Ruling of the Week 2015.27: Prototypes and Double Taxation

This is a review of what I will call a "classic" Customs and Border Protection ruling about which everyone in the trade should be familiar. In this case, we are talking about HQ 545907 (Oct. 11, 1996), which is the reconsideration of HQ 545278 (Apr. 7, 1994).

This ruling involves a contract between Ford Motor Company and Yamaha Motor Company. Under the terms of the deal, Yamaha was to design and develop a modified Ford engine. Ford agreed that it would purchase any prototypes Yamaha made. If the program was successful, Ford agreed to enter into a contract for the purchase of the modified engines.

To develop the modified engine, Yamaha produced 178 prototypes, which were purchased by Ford. Ford imported 156 of the prototypes and paid duty on them based on the price paid to Yamaha. Note that this is 1996, before tariff item 9817.85.01 was added to the tariff. The program was a success and Ford started importing the engines.

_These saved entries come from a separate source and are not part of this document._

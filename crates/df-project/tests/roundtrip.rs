use df_project::{CaseDef, load_case, load_json, load_yaml, save_json, save_yaml};
use std::path::Path;

fn sample() -> CaseDef {
    let path = Path::new(env!("CARGO_MANIFEST_DIR")).join("../../cases/tube_ignition.yaml");
    load_yaml(&path).unwrap()
}

#[test]
fn roundtrip_yaml_sample_case() {
    let case = sample();
    let path = std::env::temp_dir().join("df_project_roundtrip.yaml");
    save_yaml(&path, &case).unwrap();
    let loaded = load_yaml(&path).unwrap();
    assert_eq!(case, loaded);
}

#[test]
fn roundtrip_json_sample_case() {
    let case = sample();
    let path = std::env::temp_dir().join("df_project_roundtrip.json");
    save_json(&path, &case).unwrap();
    let loaded = load_json(&path).unwrap();
    assert_eq!(case, loaded);
    assert_eq!(load_case(&path).unwrap(), case);
}

#[test]
fn defaults_fill_omitted_sections() {
    let case = sample();
    let activation = case.activation.as_ref().unwrap();
    assert_eq!(activation.lambda_exponent, 1.0);
    assert!(activation.limit);
    assert!(!activation.advect);
    assert_eq!(case.run.max_steps, 1_000_000);
}

#[test]
fn invalid_case_is_not_saved() {
    let mut case = sample();
    case.run.dt = 0.0;
    let path = std::env::temp_dir().join("df_project_invalid.yaml");
    assert!(save_yaml(&path, &case).is_err());
}

#[test]
fn unknown_law_type_fails_to_parse() {
    let text = std::fs::read_to_string(
        Path::new(env!("CARGO_MANIFEST_DIR")).join("../../cases/tube_ignition.yaml"),
    )
    .unwrap()
    .replace("type: PressureBased", "type: Quadratic");
    assert!(serde_yaml::from_str::<CaseDef>(&text).is_err());
}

The relevant question is whether the sums Ford paid to Yamaha for the prototypes, some of which were imported and subject to duty, are to be included in the value of the engines imported for purchase by Ford. In the initial ruling, Customs held that the payments for the prototypes were inextricably linked to the cost of developing the modified engine. As such, those payments for the prototypes were part of the price paid or payable for the production engines and, therefore, subject to duty again when Ford imported the engines.

Ford raised several good points. First, it pointed out that this result violates the principle against double taxation. Here, the prototypes have already been subject to duty based on their declared value. That value, according to Ford, should not be subject to duty again. That is obviously true as it creates a disincentive to perform any part of the testing in the U.S. Had Ford tested them in Japan, this would never have been a problem.

In the request for reconsideration, Customs stuck to its original position. According to Customs, payments for the development of samples and prototypes are usually considered to be part of the price paid or payable for the subsequent production merchandise. Here, the prototypes were inextricably linked to the cost of developing the new engines. As such, payment for the prototypes are part of the total price paid for them. Because the prototype engines were not returned to Yamaha, they were not assists. But, the payments remain part of the total price paid or payable for the final production engines.

Most of the sting of this ruling has been mitigated by the addition of HTSUS item 9817.85.01, which provides for duty free entry of "Prototypes to be used exclusively for development, testing, product evaluation, or quality control purposes . . . ." There are a number of relevant Chapter Notes regulating the application of this provision. When trying to use 9817.85.01, be sure that the merchandise legally qualifies as a prototype for development, testing, etc. A similar result could be accomplished by using a Temporary Importation Bond or possibly drawback (if the prototypes or equivalent products are exported or destroyed).

Despite there being several strategies by which to avoid this issue, it continues to surprise some people that this is the rule. Companies that do not have good policies and procedures for handling prototypes can end up with a big, unexpected duty bill. This can happen when engineers, for example, arrange for prototypes to be shipped directly to them, outside of the normal compliance process. Don't let that happen. If your company imports prototypes, samples, evaluation items, ofr similar pre-production goods, make sure there is a well-published and understood process to making those entries. And, be sure to let your broker know that a shipment contains prototypes. A bit of upfront work on this front can avoid significant headaches later.